Black Friday, ci siamo!

Ci aspettavamo un’importante operazione di marketing in Europa, al pari degli Stati Uniti. Si trattava di duplicare quel giorno frenetico, pieno zeppo di offerte speciali che precedeva la stagione delle vacanze negli Stati Uniti, il Black Friday.

Abbiamo preferito, anche utilizzando la parola originale, di non tradurla, come Halloween. Sarà più trendy, più chic, forse più enigmatica.

I grandi magazzini Manor si vantano di essere stati i primi a organizzare questa festa dello shopping in Svizzera durante questo venerdì. Offriranno uno sconto del 30% su tutta la gamma, ad eccezione degli elettrodomestici e dei multimedia.

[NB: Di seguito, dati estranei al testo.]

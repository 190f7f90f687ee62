//! Meta-document construction.
//!
//! The meta-document is the virtual concatenation of every candidate
//! document's chunks, addressed by a single integer offset. Candidate
//! documents are nominated by the leading hits of each reranked list, in
//! order of first appearance, and sized by their chunk counts.

use std::collections::{BTreeMap, HashMap};

use strata_common::RankedResult;

#[derive(Debug, Clone, Default)]
pub struct MetaDocument {
    doc_ids: Vec<String>,
    /// Cumulative chunk count through each document; `splits[i]` is the
    /// exclusive end address of document `i`.
    splits: Vec<u32>,
    start_points: HashMap<String, u32>,
}

impl MetaDocument {
    /// Fold reranked lists into a meta-document.
    ///
    /// Only the first `top_k_for_document_selection` hits of each list
    /// nominate documents. `chunk_counts` supplies the chunk count per
    /// candidate doc; docs without a count (or with zero chunks) are
    /// excluded.
    pub fn build(
        all_ranked_results: &[Vec<RankedResult>],
        top_k_for_document_selection: usize,
        chunk_counts: &BTreeMap<String, u32>,
    ) -> Self {
        let mut meta = MetaDocument::default();
        let mut total = 0u32;
        for list in all_ranked_results {
            for hit in list.iter().take(top_k_for_document_selection) {
                if meta.start_points.contains_key(&hit.doc_id) {
                    continue;
                }
                let Some(&count) = chunk_counts.get(&hit.doc_id) else {
                    continue;
                };
                if count == 0 {
                    continue;
                }
                meta.start_points.insert(hit.doc_id.clone(), total);
                total += count;
                meta.splits.push(total);
                meta.doc_ids.push(hit.doc_id.clone());
            }
        }
        meta
    }

    /// Total number of meta-addresses.
    pub fn len(&self) -> usize {
        self.splits.last().copied().unwrap_or(0) as usize
    }

    pub fn is_empty(&self) -> bool {
        self.len() == 0
    }

    pub fn doc_count(&self) -> usize {
        self.doc_ids.len()
    }

    pub fn doc_ids(&self) -> &[String] {
        &self.doc_ids
    }

    pub fn doc_id(&self, doc_index: usize) -> &str {
        &self.doc_ids[doc_index]
    }

    /// Half-open meta-address range `[start, end)` of document `doc_index`.
    pub fn doc_range(&self, doc_index: usize) -> (usize, usize) {
        let start = if doc_index == 0 { 0 } else { self.splits[doc_index - 1] as usize };
        (start, self.splits[doc_index] as usize)
    }

    /// Meta-address of a hit, or `None` when its document is not part of
    /// the meta-document or the chunk index is out of range (stale
    /// vector entries).
    pub fn address_of(&self, hit: &RankedResult) -> Option<usize> {
        let start = *self.start_points.get(&hit.doc_id)?;
        let doc_index = self.doc_index_of(start as usize)?;
        let (_, end) = self.doc_range(doc_index);
        let address = start as usize + hit.chunk_index as usize;
        (address < end).then_some(address)
    }

    /// Which document an address belongs to, by binary search over the
    /// cumulative splits.
    pub fn doc_index_of(&self, address: usize) -> Option<usize> {
        if address >= self.len() {
            return None;
        }
        Some(self.splits.partition_point(|&split| (split as usize) <= address))
    }

    /// Resolve an address to `(doc_index, chunk_index)`.
    pub fn resolve(&self, address: usize) -> Option<(usize, u32)> {
        let doc_index = self.doc_index_of(address)?;
        let (start, _) = self.doc_range(doc_index);
        Some((doc_index, (address - start) as u32))
    }
}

Offerte allettanti che hanno avuto il loro effetto.

Gli orari di apertura sono stati prolungati: a Losanna e Nyon chiuderanno alle 19, Ginevra e Yverdon alle 19.30, Morges e Vevey alle 20, Chavannes alle 22.

Fnac ha anche distribuito volantini per il Black Friday. Saranno presenti anche Interio e Conforama.

Improvvisamente, il termine è diventato purtroppo carico di connotazioni negative. Ci ricorda il venerdì nero degli attentati di Parigi. Tanto che alcuni distributori in Europa si stanno ritirando. A Carrefour, il Black Friday è stato convertito in “giorni di sconto”. Zara ha proseguito l’operazione, ma ha rimosso il termine dalle insegne. Da Manor, dove questa operazione era in preparazione da più di nove mesi, pensarono, alla luce dei tragici eventi che si erano verificati, che questo evento commerciale dovesse forse essere battezzato diversamente.  Si è deciso, dopo accese discussioni e con il massimo rispetto per le vittime e i feriti, di mantenere il proprio Black Friday. Hanno giustamente ritenuto che il Black Friday, per una grande maggioranza della popolazione, sia una giornata speciale di shopping che non ha nulla a che fare con questi eventi drammatici e dolorosi.

L’origine del Black Friday

Perché questo nome, Black Friday?  Alcuni lo spiegano facendo riferimento al colore degli ingorghi stradali di Filadelfia negli anni ’60, dove tutto è cominciato. Una folla di persone e auto che invadono le strade il giorno dopo il Ringraziamento, una folla nera.

Per altri, si riferisce a un momento in cui la contabilità veniva scritta a mano e con l’inchiostro nero si indicavano conti redditizi, mentre il rosso corrispondeva a conti in deficit e, il Black Friday, grazie a questa febbre consumistica che ammaliò gli americani, i conti con la magia del marketing diventavano neri. Una giornata proficua.

Per quanto riguarda gli europei, anch’essi hanno, tra gli altri, il loro “mese bianco”, un periodo ideale dell’anno per rinnovare le lenzuola, tovaglie, asciugamani da bagno e altro, dal momento che durante questo periodo i prezzi sono in calo.

Il Black Friday negli USA

Negli USA, il giorno dopo il Giorno del Ringraziamento, l’ultimo giovedì di novembre, un giorno festivo, inizia la stagione dello shopping natalizio. La febbre dell’acquisto si trasforma in una vera e propria follia durante questo lungo fine settimana in cui molte scuole e amministrazioni sono chiuse. Aperti alle famiglie fino a tarda sera, i centri commerciali sono quelli che vendono di più durante l’anno. Tanto che gli economisti stanno analizzando questo giorno per giudicare la salute economica del paese.

Nel Regno Unito, la follia del Black Friday, un rituale importato dai siti di vendita online americani, è in calo. L’agenzia Bloomberg racconta come Asda, una catena del gigante Walmart, perderà interesse verso questa sfarzosa giornata. Infatti, l’anno scorso, il telegiornale ha mostrato che i londinesi combattevano in modo ridicolo per acquistare i loro schermi LCD. Questo aveva in qualche modo offuscato la reputazione del suo marchio.